Only the line with "assert!(!Command::ListPorts.answers(&Command::ListPorts));" and the lines after it, through the end of the material, belong in the answer; repeat them exactly.

....................

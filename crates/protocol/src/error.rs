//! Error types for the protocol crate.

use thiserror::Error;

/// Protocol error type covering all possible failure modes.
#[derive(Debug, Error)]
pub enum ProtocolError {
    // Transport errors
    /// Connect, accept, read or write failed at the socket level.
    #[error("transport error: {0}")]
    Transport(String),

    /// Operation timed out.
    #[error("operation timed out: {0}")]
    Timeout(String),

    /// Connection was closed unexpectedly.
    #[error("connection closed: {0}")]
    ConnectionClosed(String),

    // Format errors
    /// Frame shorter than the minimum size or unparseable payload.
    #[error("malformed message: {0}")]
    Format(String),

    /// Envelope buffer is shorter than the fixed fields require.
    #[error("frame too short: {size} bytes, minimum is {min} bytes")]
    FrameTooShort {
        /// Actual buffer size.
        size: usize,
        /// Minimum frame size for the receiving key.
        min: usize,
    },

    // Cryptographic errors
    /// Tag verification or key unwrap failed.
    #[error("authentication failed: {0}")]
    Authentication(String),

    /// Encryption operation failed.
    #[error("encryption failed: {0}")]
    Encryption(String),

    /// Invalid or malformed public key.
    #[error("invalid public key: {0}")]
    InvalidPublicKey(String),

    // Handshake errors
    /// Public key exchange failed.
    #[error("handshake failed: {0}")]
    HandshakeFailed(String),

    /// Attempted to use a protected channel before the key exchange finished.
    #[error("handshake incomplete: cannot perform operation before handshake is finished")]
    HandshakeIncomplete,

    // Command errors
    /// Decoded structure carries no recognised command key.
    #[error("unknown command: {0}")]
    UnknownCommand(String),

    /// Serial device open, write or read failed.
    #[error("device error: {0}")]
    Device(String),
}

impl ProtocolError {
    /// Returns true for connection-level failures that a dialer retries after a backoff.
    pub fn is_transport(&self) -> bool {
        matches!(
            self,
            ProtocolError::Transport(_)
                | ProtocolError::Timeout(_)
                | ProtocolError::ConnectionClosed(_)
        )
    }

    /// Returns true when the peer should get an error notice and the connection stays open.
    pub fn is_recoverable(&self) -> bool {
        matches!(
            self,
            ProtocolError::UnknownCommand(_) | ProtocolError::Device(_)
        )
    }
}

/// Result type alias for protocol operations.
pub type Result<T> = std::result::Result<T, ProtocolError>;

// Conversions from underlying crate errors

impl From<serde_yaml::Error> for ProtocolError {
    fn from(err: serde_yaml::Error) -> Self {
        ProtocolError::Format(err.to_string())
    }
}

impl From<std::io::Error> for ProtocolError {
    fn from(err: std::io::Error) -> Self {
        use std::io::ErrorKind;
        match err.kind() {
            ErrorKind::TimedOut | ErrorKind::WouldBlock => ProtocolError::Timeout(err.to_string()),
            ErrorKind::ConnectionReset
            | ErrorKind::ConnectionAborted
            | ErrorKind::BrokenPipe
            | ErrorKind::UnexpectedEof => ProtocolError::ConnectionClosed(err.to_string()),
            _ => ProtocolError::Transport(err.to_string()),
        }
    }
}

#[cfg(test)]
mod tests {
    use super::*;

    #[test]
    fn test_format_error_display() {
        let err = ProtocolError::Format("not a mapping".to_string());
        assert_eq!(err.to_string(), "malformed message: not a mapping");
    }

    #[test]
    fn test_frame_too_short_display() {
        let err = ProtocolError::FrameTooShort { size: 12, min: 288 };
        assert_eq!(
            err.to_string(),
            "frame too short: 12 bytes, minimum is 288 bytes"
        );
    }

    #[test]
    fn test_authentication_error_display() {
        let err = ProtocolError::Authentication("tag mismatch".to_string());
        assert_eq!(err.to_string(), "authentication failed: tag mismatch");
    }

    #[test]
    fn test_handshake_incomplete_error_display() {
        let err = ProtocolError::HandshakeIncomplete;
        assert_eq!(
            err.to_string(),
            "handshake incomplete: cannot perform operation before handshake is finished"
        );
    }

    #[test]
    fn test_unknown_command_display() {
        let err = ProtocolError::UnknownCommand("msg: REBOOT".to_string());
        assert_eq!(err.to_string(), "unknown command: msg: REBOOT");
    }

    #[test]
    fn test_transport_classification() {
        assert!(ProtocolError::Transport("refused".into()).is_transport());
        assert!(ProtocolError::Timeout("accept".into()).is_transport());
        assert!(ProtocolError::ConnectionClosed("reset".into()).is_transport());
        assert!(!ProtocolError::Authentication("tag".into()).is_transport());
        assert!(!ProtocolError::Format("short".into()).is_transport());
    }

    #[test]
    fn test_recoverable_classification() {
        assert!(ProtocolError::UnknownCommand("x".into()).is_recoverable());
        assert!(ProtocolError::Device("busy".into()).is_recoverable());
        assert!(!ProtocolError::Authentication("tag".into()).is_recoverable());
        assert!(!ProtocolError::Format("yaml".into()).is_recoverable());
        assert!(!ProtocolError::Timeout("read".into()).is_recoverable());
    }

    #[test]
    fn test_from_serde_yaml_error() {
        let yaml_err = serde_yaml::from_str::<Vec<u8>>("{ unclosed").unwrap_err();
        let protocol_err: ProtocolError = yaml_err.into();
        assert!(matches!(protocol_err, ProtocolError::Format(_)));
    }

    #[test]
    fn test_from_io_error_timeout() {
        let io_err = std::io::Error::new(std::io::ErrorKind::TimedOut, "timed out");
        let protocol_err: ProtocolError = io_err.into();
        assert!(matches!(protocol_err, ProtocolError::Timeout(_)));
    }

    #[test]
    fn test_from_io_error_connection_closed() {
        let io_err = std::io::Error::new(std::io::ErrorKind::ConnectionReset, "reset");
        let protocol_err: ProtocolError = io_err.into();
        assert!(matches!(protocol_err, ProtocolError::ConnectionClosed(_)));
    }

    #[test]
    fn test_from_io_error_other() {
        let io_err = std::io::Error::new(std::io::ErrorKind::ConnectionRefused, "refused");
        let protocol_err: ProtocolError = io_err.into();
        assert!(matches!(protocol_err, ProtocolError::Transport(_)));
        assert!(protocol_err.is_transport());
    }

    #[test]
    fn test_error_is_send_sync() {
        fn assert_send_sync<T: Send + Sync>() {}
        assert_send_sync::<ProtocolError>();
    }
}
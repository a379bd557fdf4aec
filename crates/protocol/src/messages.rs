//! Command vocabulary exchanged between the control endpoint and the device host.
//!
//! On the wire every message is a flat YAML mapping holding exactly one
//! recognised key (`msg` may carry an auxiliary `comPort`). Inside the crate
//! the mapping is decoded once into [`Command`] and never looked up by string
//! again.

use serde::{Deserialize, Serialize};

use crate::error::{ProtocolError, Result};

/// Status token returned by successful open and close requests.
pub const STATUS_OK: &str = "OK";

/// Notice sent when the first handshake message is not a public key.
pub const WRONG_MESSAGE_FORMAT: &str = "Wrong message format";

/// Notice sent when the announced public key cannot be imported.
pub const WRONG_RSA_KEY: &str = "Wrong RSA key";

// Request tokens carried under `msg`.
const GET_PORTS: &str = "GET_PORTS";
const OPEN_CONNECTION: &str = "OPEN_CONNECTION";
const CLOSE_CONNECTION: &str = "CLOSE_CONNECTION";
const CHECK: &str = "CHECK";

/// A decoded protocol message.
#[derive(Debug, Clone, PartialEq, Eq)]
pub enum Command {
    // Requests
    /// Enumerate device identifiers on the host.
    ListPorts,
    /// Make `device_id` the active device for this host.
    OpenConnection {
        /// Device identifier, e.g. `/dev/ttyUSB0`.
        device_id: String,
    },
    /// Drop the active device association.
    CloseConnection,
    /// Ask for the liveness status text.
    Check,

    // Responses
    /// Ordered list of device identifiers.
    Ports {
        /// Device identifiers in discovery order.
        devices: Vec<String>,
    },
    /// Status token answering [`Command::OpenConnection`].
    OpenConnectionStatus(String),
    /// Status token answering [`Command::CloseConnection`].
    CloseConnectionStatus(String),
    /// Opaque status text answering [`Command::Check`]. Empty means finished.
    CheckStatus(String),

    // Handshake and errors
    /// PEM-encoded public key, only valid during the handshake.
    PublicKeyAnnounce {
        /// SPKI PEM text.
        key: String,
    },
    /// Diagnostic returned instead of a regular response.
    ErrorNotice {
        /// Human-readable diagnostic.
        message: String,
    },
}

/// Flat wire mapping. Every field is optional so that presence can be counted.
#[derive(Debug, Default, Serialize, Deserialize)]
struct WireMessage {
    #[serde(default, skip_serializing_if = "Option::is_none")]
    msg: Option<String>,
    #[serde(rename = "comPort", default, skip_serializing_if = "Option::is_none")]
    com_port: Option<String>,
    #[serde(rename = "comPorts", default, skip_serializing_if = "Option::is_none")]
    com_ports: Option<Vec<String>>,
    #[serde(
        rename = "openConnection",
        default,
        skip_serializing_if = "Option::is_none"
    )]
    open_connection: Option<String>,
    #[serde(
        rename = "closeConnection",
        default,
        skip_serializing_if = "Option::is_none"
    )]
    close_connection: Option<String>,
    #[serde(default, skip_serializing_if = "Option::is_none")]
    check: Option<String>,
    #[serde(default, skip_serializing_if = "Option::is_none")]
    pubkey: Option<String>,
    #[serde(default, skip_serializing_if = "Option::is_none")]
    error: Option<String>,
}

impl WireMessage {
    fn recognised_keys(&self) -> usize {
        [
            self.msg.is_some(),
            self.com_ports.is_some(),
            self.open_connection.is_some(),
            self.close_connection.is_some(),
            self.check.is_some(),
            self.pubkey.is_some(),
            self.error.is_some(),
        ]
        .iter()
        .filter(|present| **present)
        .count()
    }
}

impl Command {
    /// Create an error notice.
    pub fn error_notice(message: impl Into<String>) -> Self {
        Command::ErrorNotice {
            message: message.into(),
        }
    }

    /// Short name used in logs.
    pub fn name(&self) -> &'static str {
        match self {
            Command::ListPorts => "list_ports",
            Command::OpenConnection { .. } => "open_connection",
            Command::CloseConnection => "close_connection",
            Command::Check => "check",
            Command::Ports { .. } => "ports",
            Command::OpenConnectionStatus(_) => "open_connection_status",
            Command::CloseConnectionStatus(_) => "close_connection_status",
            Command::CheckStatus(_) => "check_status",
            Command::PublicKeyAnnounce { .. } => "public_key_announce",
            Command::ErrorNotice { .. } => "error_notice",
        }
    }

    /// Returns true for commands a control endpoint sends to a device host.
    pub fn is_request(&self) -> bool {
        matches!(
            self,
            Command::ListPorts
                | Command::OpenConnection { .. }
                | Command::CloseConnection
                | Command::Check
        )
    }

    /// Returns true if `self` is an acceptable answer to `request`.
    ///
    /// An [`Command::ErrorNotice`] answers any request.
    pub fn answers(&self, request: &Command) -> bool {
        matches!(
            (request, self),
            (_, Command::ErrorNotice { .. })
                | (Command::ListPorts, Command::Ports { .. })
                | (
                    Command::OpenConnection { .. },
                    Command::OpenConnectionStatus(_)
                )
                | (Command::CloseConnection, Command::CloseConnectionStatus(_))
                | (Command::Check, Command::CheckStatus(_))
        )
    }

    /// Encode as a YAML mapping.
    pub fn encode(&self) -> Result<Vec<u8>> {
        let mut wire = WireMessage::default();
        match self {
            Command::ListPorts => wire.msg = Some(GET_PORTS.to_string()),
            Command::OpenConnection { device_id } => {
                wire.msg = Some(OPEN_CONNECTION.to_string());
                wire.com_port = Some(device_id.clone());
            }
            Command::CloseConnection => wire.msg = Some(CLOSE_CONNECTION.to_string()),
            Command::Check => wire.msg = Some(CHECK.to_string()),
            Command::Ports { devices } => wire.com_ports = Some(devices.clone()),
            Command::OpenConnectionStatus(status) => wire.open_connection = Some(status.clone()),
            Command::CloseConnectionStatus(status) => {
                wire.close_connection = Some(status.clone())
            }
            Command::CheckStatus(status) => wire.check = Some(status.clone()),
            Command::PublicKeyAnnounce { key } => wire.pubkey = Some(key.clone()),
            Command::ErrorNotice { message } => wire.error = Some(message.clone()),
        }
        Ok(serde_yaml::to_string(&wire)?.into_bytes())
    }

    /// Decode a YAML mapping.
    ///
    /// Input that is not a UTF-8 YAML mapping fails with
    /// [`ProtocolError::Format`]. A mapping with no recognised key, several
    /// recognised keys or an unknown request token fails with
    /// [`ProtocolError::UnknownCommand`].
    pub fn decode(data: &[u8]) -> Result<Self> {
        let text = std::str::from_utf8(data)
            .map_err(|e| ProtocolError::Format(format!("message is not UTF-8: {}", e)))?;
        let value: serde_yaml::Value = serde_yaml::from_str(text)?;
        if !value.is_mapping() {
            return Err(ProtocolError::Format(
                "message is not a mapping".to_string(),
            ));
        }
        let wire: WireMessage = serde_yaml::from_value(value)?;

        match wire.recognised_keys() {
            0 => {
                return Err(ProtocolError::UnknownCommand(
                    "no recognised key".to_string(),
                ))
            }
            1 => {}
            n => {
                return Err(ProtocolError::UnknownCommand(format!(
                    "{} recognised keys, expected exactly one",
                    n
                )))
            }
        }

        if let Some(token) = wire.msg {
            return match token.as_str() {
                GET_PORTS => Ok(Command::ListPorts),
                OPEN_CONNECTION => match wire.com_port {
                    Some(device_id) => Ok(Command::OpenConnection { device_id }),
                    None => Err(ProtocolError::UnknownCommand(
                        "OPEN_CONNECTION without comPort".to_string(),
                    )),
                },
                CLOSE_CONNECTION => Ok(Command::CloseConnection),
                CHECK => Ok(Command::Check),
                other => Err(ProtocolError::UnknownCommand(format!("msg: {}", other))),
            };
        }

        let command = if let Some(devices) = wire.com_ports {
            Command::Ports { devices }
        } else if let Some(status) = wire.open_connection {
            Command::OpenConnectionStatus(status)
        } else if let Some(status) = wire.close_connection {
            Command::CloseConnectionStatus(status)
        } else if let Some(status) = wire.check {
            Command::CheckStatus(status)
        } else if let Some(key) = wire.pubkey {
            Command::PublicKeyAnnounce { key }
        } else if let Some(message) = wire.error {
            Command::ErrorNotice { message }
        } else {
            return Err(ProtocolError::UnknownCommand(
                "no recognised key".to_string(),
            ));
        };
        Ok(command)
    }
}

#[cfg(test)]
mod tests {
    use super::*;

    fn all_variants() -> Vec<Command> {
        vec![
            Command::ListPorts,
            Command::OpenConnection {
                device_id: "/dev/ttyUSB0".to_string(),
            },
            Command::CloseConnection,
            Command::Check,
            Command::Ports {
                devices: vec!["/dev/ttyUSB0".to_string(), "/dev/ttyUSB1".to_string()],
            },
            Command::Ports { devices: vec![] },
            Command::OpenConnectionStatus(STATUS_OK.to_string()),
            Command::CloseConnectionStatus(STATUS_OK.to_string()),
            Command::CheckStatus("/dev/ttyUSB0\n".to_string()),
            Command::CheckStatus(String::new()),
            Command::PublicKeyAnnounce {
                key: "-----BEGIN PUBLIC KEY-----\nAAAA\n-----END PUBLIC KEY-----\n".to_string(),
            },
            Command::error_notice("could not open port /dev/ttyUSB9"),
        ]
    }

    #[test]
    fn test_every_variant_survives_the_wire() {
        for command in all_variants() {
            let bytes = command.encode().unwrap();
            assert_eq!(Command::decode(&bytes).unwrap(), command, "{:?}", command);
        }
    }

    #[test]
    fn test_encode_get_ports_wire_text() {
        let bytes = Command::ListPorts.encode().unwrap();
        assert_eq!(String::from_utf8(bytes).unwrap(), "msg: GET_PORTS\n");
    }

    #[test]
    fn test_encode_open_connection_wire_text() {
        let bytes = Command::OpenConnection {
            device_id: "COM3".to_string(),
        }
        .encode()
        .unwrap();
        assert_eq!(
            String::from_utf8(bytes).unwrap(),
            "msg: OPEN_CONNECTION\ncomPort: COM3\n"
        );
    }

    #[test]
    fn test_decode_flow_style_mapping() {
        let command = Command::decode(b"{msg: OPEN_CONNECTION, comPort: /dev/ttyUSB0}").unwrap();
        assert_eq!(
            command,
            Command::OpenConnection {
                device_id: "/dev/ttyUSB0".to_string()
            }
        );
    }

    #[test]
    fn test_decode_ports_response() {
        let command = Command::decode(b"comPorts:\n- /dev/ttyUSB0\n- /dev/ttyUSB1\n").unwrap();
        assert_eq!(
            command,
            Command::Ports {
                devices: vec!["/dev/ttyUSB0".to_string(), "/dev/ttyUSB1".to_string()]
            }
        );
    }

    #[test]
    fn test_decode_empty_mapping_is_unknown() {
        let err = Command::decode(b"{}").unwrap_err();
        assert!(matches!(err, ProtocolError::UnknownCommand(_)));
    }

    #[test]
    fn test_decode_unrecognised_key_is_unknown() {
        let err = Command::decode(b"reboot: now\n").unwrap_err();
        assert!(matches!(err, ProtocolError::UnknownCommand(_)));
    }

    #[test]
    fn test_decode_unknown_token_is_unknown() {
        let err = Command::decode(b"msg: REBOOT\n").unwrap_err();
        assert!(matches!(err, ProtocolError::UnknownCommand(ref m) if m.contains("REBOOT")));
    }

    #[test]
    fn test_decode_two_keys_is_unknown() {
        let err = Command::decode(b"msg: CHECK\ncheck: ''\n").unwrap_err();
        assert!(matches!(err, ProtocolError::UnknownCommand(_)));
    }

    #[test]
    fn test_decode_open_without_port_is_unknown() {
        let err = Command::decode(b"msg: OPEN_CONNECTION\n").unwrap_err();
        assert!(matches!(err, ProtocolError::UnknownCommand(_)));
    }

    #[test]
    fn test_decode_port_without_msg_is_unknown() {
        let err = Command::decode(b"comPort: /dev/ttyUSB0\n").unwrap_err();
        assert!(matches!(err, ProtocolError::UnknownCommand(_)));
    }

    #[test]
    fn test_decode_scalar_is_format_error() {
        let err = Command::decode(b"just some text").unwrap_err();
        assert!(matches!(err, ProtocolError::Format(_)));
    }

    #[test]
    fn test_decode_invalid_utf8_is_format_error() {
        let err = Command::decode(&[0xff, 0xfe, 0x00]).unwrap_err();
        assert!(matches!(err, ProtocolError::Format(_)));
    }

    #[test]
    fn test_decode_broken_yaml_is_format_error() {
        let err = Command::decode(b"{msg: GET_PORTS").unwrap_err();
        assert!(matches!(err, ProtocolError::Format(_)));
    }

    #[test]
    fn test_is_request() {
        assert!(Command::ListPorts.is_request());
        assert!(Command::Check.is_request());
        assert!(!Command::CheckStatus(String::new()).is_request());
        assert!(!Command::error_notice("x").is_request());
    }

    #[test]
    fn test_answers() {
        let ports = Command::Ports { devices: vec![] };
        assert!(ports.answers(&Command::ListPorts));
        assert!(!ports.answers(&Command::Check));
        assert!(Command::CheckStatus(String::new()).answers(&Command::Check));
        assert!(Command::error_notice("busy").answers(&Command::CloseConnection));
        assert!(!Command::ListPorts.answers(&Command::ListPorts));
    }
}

....................

COMPLETED TASK:
        assert!(!Command::ListPorts.answers(&Command::ListPorts));
    }
}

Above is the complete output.